18      En vertu de l’article 8, paragraphe 4, du règlement n° 207/2009, le titulaire d’un signe autre qu’une marque peut s’opposer à l’enregistrement d’une marque communautaire si celui-ci remplit cumulativement quatre conditions : ce signe doit être utilisé dans la vie des affaires ; il doit avoir une portée qui n’est pas seulement locale ; le droit à ce signe doit avoir été acquis conformément au droit de l’État membre où le signe était utilisé avant la date de dépôt de la demande de marque communautaire ; enfin, ce signe doit reconnaître à son titulaire la faculté d’interdire l’utilisation d’une marque plus récente. Ces quatre conditions limitent le nombre des signes autres que des marques qui peuvent être invoqués pour contester la validité d’une marque communautaire sur l’ensemble du territoire de l’Union, conformément à l’article 1, paragraphe 2, du règlement nº 207/2009 [arrêt du Tribunal du 24 mars 2009, Moreira da Fonseca/OHMI – General Óptica (GENERAL OPTICA), T‑318/06 à T‑321/06, Rec. p. II‑649, point 32].

19      Les deux premières conditions, c’est-à-dire celles relatives à l’usage et à la portée du signe invoqué, cette dernière ne devant pas être seulement locale, résultent du libellé même de l’article 8, paragraphe 4, du règlement nº 207/2009 et doivent donc être interprétées à la lumière du droit de l’Union. Ainsi, le règlement nº 207/2009 établit des standards uniformes, relatifs à l’usage des signes et à leur portée, qui sont cohérents avec les principes qui inspirent le système mis en place par ce règlement (arrêt GENERAL OPTICA, précité, point 33).

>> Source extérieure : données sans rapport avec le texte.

//! Style property map
//!
//! An insertion-ordered name→value map. Layered composition works by
//! addition: `a.add(b)` keeps `a`'s order, updates keys `b` overrides
//! in place, and appends keys only `b` has, so "later overrides
//! earlier" holds per property without shuffling the serialization.

use crate::Color;
use vellum_geom::units;

const COLOR_PROPS: &[&str] = &["stroke", "fill", "stop-color", "flood-color", "lighting-color"];
const OPACITY_PROPS: &[&str] = &["stroke-opacity", "fill-opacity", "opacity", "stop-opacity"];
const UNIT_PROPS: &[&str] = &["stroke-width"];

#[derive(Debug, Clone, Default, PartialEq)]
pub struct Style {
    entries: Vec<(Box<str>, String)>,
}

impl Style {
    pub fn new() -> Self {
        Self::default()
    }

    /// Parse an inline style attribute value. Directives without a
    /// colon are dropped; names are lowercased.
    pub fn parse(text: &str) -> Style {
        let mut style = Style::new();
        for directive in text.split(';') {
            if let Some((name, value)) = directive.split_once(':') {
                style.set(name.trim().to_ascii_lowercase(), value.trim());
            }
        }
        style
    }

    pub fn len(&self) -> usize {
        self.entries.len()
    }

    pub fn is_empty(&self) -> bool {
        self.entries.is_empty()
    }

    pub fn get(&self, name: &str) -> Option<&str> {
        self.entries
            .iter()
            .find(|(k, _)| &**k == name)
            .map(|(_, v)| v.as_str())
    }

    /// Set a property; an existing key keeps its position.
    pub fn set(&mut self, name: impl AsRef<str>, value: impl Into<String>) {
        let name = name.as_ref();
        let value = value.into();
        for (k, v) in &mut self.entries {
            if &**k == name {
                *v = value;
                return;
            }
        }
        self.entries.push((name.into(), value));
    }

    /// Remove a property, returning its old value.
    pub fn remove(&mut self, name: &str) -> Option<String> {
        let idx = self.entries.iter().position(|(k, _)| &**k == name)?;
        Some(self.entries.remove(idx).1)
    }

    /// Properties in insertion order.
    pub fn iter(&self) -> impl Iterator<Item = (&str, &str)> {
        self.entries.iter().map(|(k, v)| (&**k, v.as_str()))
    }

    /// Merge `other` into self (later overrides earlier).
    pub fn merge(&mut self, other: &Style) {
        for (k, v) in other.iter() {
            self.set(k, v);
        }
    }

    /// Compose two styles into a third; `other` wins per property.
    pub fn add(&self, other: &Style) -> Style {
        let mut out = self.clone();
        out.merge(other);
        out
    }

    /// Serialize as an inline style attribute value.
    pub fn to_attr(&self) -> String {
        let mut out = String::new();
        for (i, (k, v)) in self.entries.iter().enumerate() {
            if i > 0 {
                out.push(';');
            }
            out.push_str(k);
            out.push(':');
            out.push_str(v);
        }
        out
    }

    /// Rewrite `url(#old_id)` property values to reference `new_id`.
    pub fn update_urls(&mut self, old_id: &str, new_id: &str) {
        let old = format!("url(#{old_id})");
        for (_, v) in &mut self.entries {
            if *v == old {
                *v = format!("url(#{new_id})");
            }
        }
    }

    /// Interpolate toward `other`. Colors blend, opacities and stroke
    /// widths lerp, everything else keeps this style's value; so do
    /// properties `other` lacks and values that fail to parse
    /// (gradients via `url(...)` in particular).
    pub fn interpolate(&self, other: &Style, fraction: f64) -> Style {
        let mut out = Style::new();
        for (name, a) in self.iter() {
            let value = match other.get(name) {
                None => a.to_string(),
                Some(b) => interpolate_prop(name, a, b, fraction),
            };
            out.set(name, value);
        }
        out
    }
}

impl std::fmt::Display for Style {
    fn fmt(&self, f: &mut std::fmt::Formatter<'_>) -> std::fmt::Result {
        f.write_str(&self.to_attr())
    }
}

fn interpolate_prop(name: &str, a: &str, b: &str, t: f64) -> String {
    if COLOR_PROPS.contains(&name) {
        if a.starts_with("url(") || b.starts_with("url(") {
            return a.to_string();
        }
        match (Color::parse(a), Color::parse(b)) {
            (Some(ca), Some(cb)) => return ca.interpolate(&cb, t).to_hex(),
            _ => return a.to_string(),
        }
    }
    if OPACITY_PROPS.contains(&name) {
        if let (Ok(fa), Ok(fb)) = (a.parse::<f64>(), b.parse::<f64>()) {
            return format!("{}", fa + (fb - fa) * t);
        }
        return a.to_string();
    }
    if UNIT_PROPS.contains(&name) {
        // lerp the numbers, keep the first value's unit
        if let (Some((va, unit)), Some((vb, _))) = (units::parse_unit(a), units::parse_unit(b)) {
            return format!("{}{}", va + (vb - va) * t, unit);
        }
        return a.to_string();
    }
    a.to_string()
}
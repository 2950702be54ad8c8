//! Mutation hooks
//!
//! Structural mutations wrap the tree primitive and keep the caches
//! and indices consistent: insert/append invalidate the moved node's
//! derived styles and transforms and (re)register ids, delete
//! unregisters the whole subtree leaf-to-root, duplicate clones
//! structurally and re-keys ids and CSS entries.

use std::rc::Rc;

use vellum_css::Style;
use vellum_dom::NodeId;

use crate::document::NodeCache;
use crate::SvgDocument;

impl SvgDocument {
    /// Insert `node` into `parent`'s child list at `index`.
    pub fn insert(&mut self, parent: NodeId, index: usize, node: NodeId) {
        // a move leaves the old ancestor chain's boxes stale too
        let old_ancestors = self.tree.ancestors(node);
        self.tree.insert(parent, index, node);
        for a in old_ancestors {
            self.caches[a.index()].bbox.clear();
        }
        self.after_attach(node);
    }

    /// Append `node` as `parent`'s last child.
    pub fn append(&mut self, parent: NodeId, node: NodeId) {
        let end = self.tree.children(parent).len();
        self.insert(parent, end, node);
    }

    /// Cache and index bookkeeping common to insert and append. The
    /// node's cascaded, specified, and composed caches are always
    /// dropped; identity and CSS entries move only when the node is
    /// joining the document (fresh, previously deleted, or adopted).
    fn after_attach(&mut self, node: NodeId) {
        self.clear_cascaded_style(node);
        self.clear_specified_style(node);
        self.clear_composed_transform(node);
        self.clear_bbox_around(node);

        let joining =
            !self.caches[node.index()].attached || self.attr(node, "id").is_none();
        if !joining {
            return;
        }
        for d in self.tree.descendants(node) {
            let old_id = self.attr(d, "id").map(String::from);
            let popped: Option<Rc<Style>> = old_id
                .as_deref()
                .and_then(|id| self.css.as_mut().and_then(|c| c.pop(id)));
            self.register_node(d);
            self.caches[d.index()].attached = true;
            if let Some(entry) = popped {
                if let Some(new_id) = self.attr(d, "id").map(String::from) {
                    self.ensure_css_index();
                    if let Some(css) = self.css.as_mut() {
                        css.insert(new_id, entry);
                    }
                }
            }
        }
    }

    /// Remove `node` and its subtree from the document. Identity
    /// entries and document back-references are cleared leaf-to-root;
    /// CSS index entries stay behind (generated ids never recur, so
    /// they can only resurface if a caller reassigns the id by hand).
    pub fn delete(&mut self, node: NodeId) {
        let subtree = self.tree.descendants(node);
        for &d in subtree.iter().rev() {
            if let Some(id) = self.attr(d, "id").map(String::from) {
                if self.ids.get_literal(&id) == Some(d) {
                    self.ids.remove_id(&id);
                }
            }
            self.caches[d.index()] = NodeCache::default();
        }
        let ancestors = self.tree.ancestors(node);
        self.tree.detach(node);
        for a in ancestors {
            self.caches[a.index()].bbox.clear();
        }
    }

    /// Structurally clone `node`'s subtree and insert the clone as
    /// its next sibling. Every cloned element gets a fresh id, and
    /// the CSS index entry of each original is duplicated under the
    /// clone's id. Clip-path and mask clones are relocated into
    /// `defs`. Returns `None` for non-elements and the root.
    pub fn duplicate(&mut self, node: NodeId) -> Option<NodeId> {
        let parent = self.tree.parent(node)?;
        if !self.tree.node(node).is_element() {
            return None;
        }
        // build the index now so entries can be duplicated against it
        self.ensure_css_index();

        let copy = self.tree.clone_subtree(node);
        self.sync_caches();
        let index = self.tree.index_in_parent(node).map_or(0, |i| i + 1);
        self.tree.insert(parent, index, copy);

        for d in self.tree.descendants(copy) {
            let old_id = self.attr(d, "id").map(String::from);
            let prefix = self.tag(d).unwrap_or("node").to_string();
            let fresh = self.ids.generate(&prefix);
            self.write_attr(d, "id", &fresh);
            self.ids.register(fresh.clone(), d);
            self.caches[d.index()].attached = true;
            if let Some(old) = old_id {
                if let Some(css) = self.css.as_mut() {
                    css.dupe_entry(&old, &fresh);
                }
            }
        }
        self.clear_bbox_around(copy);

        if self.category(copy).is_some_and(|c| c.is_clip_or_mask()) {
            // clip and mask definitions render wrong outside defs
            let defs = self.defs();
            self.append(defs, copy);
        }
        Some(copy)
    }

    /// Move a subtree out of `source` into this document, inserting
    /// it under `parent` at `index`. The source loses the subtree's
    /// identity entries; each element's CSS entry is popped from the
    /// source and re-keyed under the id the element ends up with here
    /// (fresh on collision). Returns the subtree's id in this
    /// document's arena.
    pub fn adopt(
        &mut self,
        source: &mut SvgDocument,
        node: NodeId,
        parent: NodeId,
        index: usize,
    ) -> NodeId {
        let old_subtree = source.tree.descendants(node);
        let mut moved_css: Vec<(usize, Rc<Style>)> = Vec::new();
        for (i, &d) in old_subtree.iter().enumerate() {
            if let Some(id) = source.attr(d, "id").map(String::from) {
                if let Some(entry) = source.css.as_mut().and_then(|c| c.pop(&id)) {
                    moved_css.push((i, entry));
                }
            }
        }

        let copy = self.tree.copy_subtree_from(&source.tree, node);
        self.sync_caches();
        source.delete(node);

        self.tree.insert(parent, index, copy);
        let new_subtree = self.tree.descendants(copy);
        for &d in &new_subtree {
            self.register_node(d);
            self.caches[d.index()].attached = true;
        }
        if !moved_css.is_empty() {
            self.ensure_css_index();
            for (i, entry) in moved_css {
                if let Some(new_id) = self.attr(new_subtree[i], "id").map(String::from) {
                    if let Some(css) = self.css.as_mut() {
                        css.insert(new_id, entry);
                    }
                }
            }
        }
        self.clear_bbox_around(copy);
        copy
    }
}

20      En revanche, il résulte de la locution « lorsque et dans la mesure où, selon le droit de l’État membre qui est applicable à ce signe », que les deux autres conditions, énoncées ensuite à l’article 8, paragraphe 4, sous a) et b), du règlement n° 207/2009, constituent des conditions fixées par le règlement qui, à la différence des précédentes, s’apprécient au regard des critères fixés par le droit qui régit le signe invoqué. Ce renvoi au droit qui régit le signe invoqué est tout à fait justifié, étant donné que le règlement nº 207/2009 reconnaît à des signes étrangers au système de marque communautaire la possibilité d’être invoqués à l’encontre d’une marque communautaire. Dès lors, seul le droit qui régit le signe invoqué permet d’établir si celui-ci est antérieur à la marque communautaire et s’il peut justifier d’interdire l’utilisation d’une marque plus récente (arrêt GENERAL OPTICA, précité, point 34). Conformément à l’article 76, paragraphe 1, du règlement n° 207/2009, la charge de prouver que cette dernière condition est remplie pèse sur l’opposant devant l’OHMI (arrêt de la Cour du 29 mars 2011, Anheuser-Busch/Budějovický Budvar, C‑96/09 P, Rec. p. I‑2131, point 189).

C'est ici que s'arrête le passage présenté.